YOUR ASSIGNMENT
Which lines in the data below contain the word "RefreshHttp"? Pull each of them out.

DATASET ENTRIES
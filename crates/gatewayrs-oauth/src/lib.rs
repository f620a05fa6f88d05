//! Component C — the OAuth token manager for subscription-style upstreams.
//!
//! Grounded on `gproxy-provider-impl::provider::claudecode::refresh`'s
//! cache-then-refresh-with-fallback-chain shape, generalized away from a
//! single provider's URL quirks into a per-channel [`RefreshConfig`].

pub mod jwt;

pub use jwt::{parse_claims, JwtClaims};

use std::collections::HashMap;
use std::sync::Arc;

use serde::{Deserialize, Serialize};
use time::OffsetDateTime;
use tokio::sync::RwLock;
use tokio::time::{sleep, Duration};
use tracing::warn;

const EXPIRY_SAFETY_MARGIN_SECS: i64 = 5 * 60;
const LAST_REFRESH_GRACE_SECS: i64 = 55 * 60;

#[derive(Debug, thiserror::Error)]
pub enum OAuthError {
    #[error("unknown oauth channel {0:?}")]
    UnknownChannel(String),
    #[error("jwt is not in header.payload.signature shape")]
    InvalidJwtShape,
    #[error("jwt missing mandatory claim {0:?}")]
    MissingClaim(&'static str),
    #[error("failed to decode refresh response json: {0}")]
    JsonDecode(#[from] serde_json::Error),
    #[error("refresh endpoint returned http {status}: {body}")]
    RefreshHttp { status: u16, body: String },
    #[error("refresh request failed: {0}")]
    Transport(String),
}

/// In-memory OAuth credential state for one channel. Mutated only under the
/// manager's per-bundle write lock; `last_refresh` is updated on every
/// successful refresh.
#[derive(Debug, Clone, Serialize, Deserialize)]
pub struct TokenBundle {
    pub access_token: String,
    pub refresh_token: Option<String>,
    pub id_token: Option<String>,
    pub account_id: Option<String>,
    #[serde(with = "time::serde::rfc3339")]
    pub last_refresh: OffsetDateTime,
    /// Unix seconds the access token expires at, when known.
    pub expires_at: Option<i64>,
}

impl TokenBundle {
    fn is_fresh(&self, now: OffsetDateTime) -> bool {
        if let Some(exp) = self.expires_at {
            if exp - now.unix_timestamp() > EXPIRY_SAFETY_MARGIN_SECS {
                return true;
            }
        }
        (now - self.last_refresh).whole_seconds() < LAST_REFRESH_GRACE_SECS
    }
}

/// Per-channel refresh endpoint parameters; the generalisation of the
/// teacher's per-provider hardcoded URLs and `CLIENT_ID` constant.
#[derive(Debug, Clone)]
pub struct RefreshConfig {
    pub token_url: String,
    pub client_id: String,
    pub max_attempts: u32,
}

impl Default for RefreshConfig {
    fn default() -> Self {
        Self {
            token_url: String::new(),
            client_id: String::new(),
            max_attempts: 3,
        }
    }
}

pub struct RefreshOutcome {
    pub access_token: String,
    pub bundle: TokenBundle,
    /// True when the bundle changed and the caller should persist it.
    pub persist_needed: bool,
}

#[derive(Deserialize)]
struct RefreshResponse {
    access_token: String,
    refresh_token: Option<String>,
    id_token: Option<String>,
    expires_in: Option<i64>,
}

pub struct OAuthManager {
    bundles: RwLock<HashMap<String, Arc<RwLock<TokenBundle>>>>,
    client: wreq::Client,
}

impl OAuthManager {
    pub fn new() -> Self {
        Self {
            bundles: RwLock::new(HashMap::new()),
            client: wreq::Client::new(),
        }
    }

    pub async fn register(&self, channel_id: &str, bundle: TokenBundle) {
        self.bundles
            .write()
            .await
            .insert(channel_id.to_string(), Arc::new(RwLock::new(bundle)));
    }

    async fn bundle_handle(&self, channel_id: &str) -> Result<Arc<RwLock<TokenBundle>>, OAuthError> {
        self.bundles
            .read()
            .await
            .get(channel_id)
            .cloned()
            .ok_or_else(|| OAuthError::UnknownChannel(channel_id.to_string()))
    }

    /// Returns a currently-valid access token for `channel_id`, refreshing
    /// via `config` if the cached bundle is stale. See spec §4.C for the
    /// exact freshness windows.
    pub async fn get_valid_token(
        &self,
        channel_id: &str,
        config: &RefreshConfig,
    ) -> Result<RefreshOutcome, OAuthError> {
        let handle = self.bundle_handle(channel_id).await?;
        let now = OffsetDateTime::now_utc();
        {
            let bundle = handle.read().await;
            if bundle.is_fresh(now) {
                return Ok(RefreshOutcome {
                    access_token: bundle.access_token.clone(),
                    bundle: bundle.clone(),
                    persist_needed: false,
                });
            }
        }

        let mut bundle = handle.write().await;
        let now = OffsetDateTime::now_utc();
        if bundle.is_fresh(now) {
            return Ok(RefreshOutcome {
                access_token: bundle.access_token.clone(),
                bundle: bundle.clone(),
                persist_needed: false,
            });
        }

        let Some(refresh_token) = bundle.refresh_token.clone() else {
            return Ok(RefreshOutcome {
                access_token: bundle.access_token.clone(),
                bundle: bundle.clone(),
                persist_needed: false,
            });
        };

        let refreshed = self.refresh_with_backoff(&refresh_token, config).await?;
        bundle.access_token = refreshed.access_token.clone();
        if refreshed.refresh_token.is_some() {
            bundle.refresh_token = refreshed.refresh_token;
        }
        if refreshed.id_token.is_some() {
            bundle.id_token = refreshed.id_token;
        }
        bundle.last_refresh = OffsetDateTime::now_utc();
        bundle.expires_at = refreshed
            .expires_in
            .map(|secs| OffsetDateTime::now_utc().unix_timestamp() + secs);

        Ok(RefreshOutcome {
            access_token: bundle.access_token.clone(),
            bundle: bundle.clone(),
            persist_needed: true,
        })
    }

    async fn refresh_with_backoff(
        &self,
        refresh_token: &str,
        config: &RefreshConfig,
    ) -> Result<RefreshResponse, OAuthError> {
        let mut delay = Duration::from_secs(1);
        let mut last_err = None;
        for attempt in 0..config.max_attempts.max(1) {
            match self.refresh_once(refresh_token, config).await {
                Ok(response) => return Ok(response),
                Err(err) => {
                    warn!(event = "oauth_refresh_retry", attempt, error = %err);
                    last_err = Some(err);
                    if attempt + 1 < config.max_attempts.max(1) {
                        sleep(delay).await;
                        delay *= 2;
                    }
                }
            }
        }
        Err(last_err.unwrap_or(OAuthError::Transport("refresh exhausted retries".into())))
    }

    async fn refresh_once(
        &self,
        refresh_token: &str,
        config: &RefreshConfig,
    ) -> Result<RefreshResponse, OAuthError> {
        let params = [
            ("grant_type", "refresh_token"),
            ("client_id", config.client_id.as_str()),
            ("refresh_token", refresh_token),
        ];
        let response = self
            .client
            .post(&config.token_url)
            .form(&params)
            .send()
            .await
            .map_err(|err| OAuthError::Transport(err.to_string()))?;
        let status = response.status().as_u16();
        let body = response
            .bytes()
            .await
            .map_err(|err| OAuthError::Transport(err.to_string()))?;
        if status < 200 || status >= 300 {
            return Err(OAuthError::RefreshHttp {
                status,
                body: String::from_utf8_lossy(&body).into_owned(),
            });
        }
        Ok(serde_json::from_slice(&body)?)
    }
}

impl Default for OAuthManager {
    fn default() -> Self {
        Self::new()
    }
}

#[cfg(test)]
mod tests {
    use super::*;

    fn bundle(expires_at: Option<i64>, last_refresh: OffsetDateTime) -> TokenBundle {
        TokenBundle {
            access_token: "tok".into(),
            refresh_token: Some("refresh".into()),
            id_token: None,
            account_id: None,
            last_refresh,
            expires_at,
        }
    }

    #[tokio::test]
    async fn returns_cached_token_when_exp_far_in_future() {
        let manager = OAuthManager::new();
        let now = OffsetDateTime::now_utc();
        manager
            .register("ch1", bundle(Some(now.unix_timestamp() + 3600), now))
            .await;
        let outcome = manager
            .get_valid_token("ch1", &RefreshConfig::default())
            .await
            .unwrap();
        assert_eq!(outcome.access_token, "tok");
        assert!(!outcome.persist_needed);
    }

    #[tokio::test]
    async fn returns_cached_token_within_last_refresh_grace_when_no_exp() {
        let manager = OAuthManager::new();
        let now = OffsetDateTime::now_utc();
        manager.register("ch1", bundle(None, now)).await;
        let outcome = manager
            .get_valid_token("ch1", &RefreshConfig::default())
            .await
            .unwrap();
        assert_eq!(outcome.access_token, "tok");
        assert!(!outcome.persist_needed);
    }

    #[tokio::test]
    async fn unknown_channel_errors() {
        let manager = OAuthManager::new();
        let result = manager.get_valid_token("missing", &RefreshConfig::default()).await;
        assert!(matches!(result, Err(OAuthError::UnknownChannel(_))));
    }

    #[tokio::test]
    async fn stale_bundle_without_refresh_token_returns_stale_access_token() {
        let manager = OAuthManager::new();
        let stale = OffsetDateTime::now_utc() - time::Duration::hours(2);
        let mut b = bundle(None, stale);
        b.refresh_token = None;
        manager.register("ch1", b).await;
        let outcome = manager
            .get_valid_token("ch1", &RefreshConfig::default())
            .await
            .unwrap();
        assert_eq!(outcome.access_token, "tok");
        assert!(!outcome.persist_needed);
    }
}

...

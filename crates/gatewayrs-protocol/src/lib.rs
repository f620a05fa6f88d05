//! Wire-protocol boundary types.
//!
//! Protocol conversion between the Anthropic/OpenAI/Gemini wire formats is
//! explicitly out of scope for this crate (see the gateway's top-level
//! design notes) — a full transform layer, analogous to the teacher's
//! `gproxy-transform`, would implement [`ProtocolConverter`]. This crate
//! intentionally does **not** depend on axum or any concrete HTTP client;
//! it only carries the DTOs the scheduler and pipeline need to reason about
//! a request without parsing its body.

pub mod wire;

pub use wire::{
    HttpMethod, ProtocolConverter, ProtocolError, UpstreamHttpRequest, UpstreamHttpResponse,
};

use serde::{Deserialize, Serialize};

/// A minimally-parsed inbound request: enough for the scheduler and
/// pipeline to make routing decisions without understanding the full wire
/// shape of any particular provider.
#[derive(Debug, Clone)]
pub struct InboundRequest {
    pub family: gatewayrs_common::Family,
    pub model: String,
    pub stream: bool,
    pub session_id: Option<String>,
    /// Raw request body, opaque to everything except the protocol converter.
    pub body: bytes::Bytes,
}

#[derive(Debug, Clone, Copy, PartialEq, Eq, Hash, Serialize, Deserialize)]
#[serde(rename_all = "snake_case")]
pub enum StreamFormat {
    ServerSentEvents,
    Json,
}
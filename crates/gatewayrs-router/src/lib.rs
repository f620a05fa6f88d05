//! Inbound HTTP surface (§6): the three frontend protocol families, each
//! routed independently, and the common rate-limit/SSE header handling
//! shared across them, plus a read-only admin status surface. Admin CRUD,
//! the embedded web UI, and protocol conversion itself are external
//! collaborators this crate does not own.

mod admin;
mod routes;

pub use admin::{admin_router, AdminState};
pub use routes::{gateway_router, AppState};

TASK RESULT
    RefreshHttp { status: u16, body: String },
            return Err(OAuthError::RefreshHttp {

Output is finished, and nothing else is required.